When Beth got sick and I had to do our road show, I blew off the vault parts since i had enough to worry about.
We have had a few people ask about Vault, and I usually take a good, hard look at why they think they need it, how they work now and what data they really need to share.
When it comes down to it, very few of the small to medium sized firms that I encounter really do much data sharing in Land Desktop.
These are usually the big REAL REASONS:
1) The EG is in a survey base- so it needs to be sampled on all profiles
2) They separate alignments from profiles so that someone can be doing plan while other in profile
Here is why they think they need data sharing:
1) Because every drawing they currently have is associated with the LDT project even if it doesnt have data
2)They mistake XREF (pretty picture sharing) with DATA sharing (terrain definitions, points, alignments) They think in order to see the alignmnet they need the alignment data, for example, when they could just XREF
How I handle the REAL REASONS
1) LandXML shuffle. It isn't super tidy, but it works.

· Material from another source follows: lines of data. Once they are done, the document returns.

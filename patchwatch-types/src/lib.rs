pub mod advisory;
pub mod job;
pub mod package;
pub mod platform;

pub use advisory::{Advisory, Severity};
pub use job::{AdvisorySource, FetchError, Job, JobSink, JobWriter};
pub use package::{Package, VersionMatch};
pub use platform::Platform;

2) The reason they currently do this is because someone is manually drafting and manually (dtext) labeling pipes, or going through the cumbersome LDT vertical alignment tools. That stuff flies in C3D and can usually (after a few projects and comfort increases) be eliminated all together. Not to say tha a profile doesn't need to be "touched", but it isnt being constantly updated with the latest engineering whim
Other strategies:
I find that people are usually willing to sacrfice a little dynamic-ness for some cost savings. Hmmm.... $60K plus in hardware upgrades, OR just wblock over some alignments every once in awhile. No brainer.
Another thing that works also helps keep the sticky fingers of the EIT posse out of the precious "Final Drawings" is the idea of a redline scrap drawing. Well managed, an engineer or designer can slop around with many different iterations of a design, then block or landxml over the final surface, etc to the clean drafting drawing.

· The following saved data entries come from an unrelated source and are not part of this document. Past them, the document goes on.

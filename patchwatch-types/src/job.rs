use thiserror::Error;
use tokio::sync::{mpsc, oneshot};

use crate::advisory::Advisory;
use crate::platform::Platform;

/// Capacity of a job's advisory and error channels. Lets a producer run a
/// little ahead of its consumer without the two having to rendezvous.
const JOB_CHANNEL_CAPACITY: usize = 64;

/// An error surfaced on a job's error channel. `Display` is the bare message
/// so the HTTP layer can join several with newlines.
#[derive(Debug, Clone, PartialEq, Eq, Error)]
pub enum FetchError {
    /// The request never completed (connection refused, timeout, ...).
    #[error("{0}")]
    Transport(String),
    /// The response body was not the expected shape.
    #[error("{0}")]
    Decode(String),
    /// The upstream answered with its error envelope.
    #[error("{0}")]
    Upstream(String),
}

/// One live advisory fetch: a stream of advisories, a stream of errors, and
/// a one-shot terminal signal.
///
/// Once the terminal fires, nothing further appears on either stream; the
/// single [`JobWriter`] enforces this by consuming itself on
/// [`finish`](JobWriter::finish).
pub struct Job {
    pub advisories: mpsc::Receiver<Advisory>,
    pub terminal: oneshot::Receiver<()>,
    pub errors: mpsc::Receiver<FetchError>,
}

impl Job {
    /// Create a job together with its unique writer.
    pub fn channel() -> (JobWriter, Job) {
        let (advisory_tx, advisory_rx) = mpsc::channel(JOB_CHANNEL_CAPACITY);
        let (terminal_tx, terminal_rx) = oneshot::channel();
        let (error_tx, error_rx) = mpsc::channel(JOB_CHANNEL_CAPACITY);

        let writer = JobWriter {
            advisories: advisory_tx,
            terminal: terminal_tx,
            errors: error_tx,
        };
        let job = Job {
            advisories: advisory_rx,
            terminal: terminal_rx,
            errors: error_rx,
        };
        (writer, job)
    }
}

/// The producing half of a [`Job`]. There is exactly one per job.
pub struct JobWriter {
    advisories: mpsc::Sender<Advisory>,
    terminal: oneshot::Sender<()>,
    errors: mpsc::Sender<FetchError>,
}

impl JobWriter {
    /// Send one advisory. Returns false if the job has been dropped by its
    /// consumer, which producers should treat as cancellation.
    pub async fn advisory(&self, advisory: Advisory) -> bool {
        self.advisories.send(advisory).await.is_ok()
    }

    /// Send one error. Returns false if the consumer is gone.
    pub async fn error(&self, error: FetchError) -> bool {
        self.errors.send(error).await.is_ok()
    }

    /// A cloneable handle for concurrent producers feeding this job.
    pub fn sink(&self) -> JobSink {
        JobSink {
            advisories: self.advisories.clone(),
            errors: self.errors.clone(),
        }
    }

    /// Fire the terminal signal and give up the write side. Consuming `self`
    /// guarantees nothing can be written after the terminal.
    pub fn finish(self) {
        let _ = self.terminal.send(());
    }
}

/// A cloneable advisory/error producer for one job. Cannot fire the
/// terminal — only the owning [`JobWriter`] can.
#[derive(Clone)]
pub struct JobSink {
    advisories: mpsc::Sender<Advisory>,
    errors: mpsc::Sender<FetchError>,
}

impl JobSink {
    pub async fn advisory(&self, advisory: Advisory) -> bool {
        self.advisories.send(advisory).await.is_ok()
    }

    pub async fn error(&self, error: FetchError) -> bool {
        self.errors.send(error).await.is_ok()
    }
}

/// Anything that can start a live advisory fetch for a platform: the Clair
/// fetcher on the server, the polling HTTP client on the agent.
pub trait AdvisorySource: Send + Sync {
    fn vulnerabilities(&self, platform: Platform) -> Job;
}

I have a million ideas here because as I said, I am in Vault denial for the moment
As far as my own work, I find that my tolerance for drawing size ranges from about 10-20meg max. leaning towards the 10 meg mark. I currently have a 120ish lot subdivision with a big ol' corridor, a few relatively large surfaces, several pipe networks, etc etc and it runs in the 10 meg range. I separate out parcels since they usually just get in my way and i dont want them reacting to anything- so they get their own baseplan.
I have an Ebase, a Parcel base and a Pbase. That's it. Sheets and layouts also on their own. No viewports or layout tabs in any of my base plans. The only data that is shared is a LandXML shuffle EG.
I also have another project- bigger- probably in the 200ish lot range with a corridor+more and it is about the same 10-12 meg
But the issue here is QUALITY drawing size vs. CRAPPY drawing size.
If I receive a project from a client as an LDT project- and they say- bring it forward and work your magic.
The first thing i look at is drawing size. If this LDT drawing is more than a meg or two and they aren't mapping the grand canyon I look closer. There are exceptions, but at this scale project the big culprits are usually things like aerial topo blocks that were never flattened, drawing errors, blocks that are in memory but not in use and have some blip or corruption or elevation to them, things like LDT TIN lines that are old, redundant or just not useful, etc.
If my drawing is large for no good reason before I start adding Civil 3D entities, things will get out of control fast. A big reason why people feel they need Vault or some sort of whole hog project system i often because of things like "managing drawing size"
With all that said, there are certainly firms that really need robust data sharing, or really just want to use it for other reasons. So Vault is a solution.
But I never would point people that way without a really hard look at HOW they really work and what we can do differently.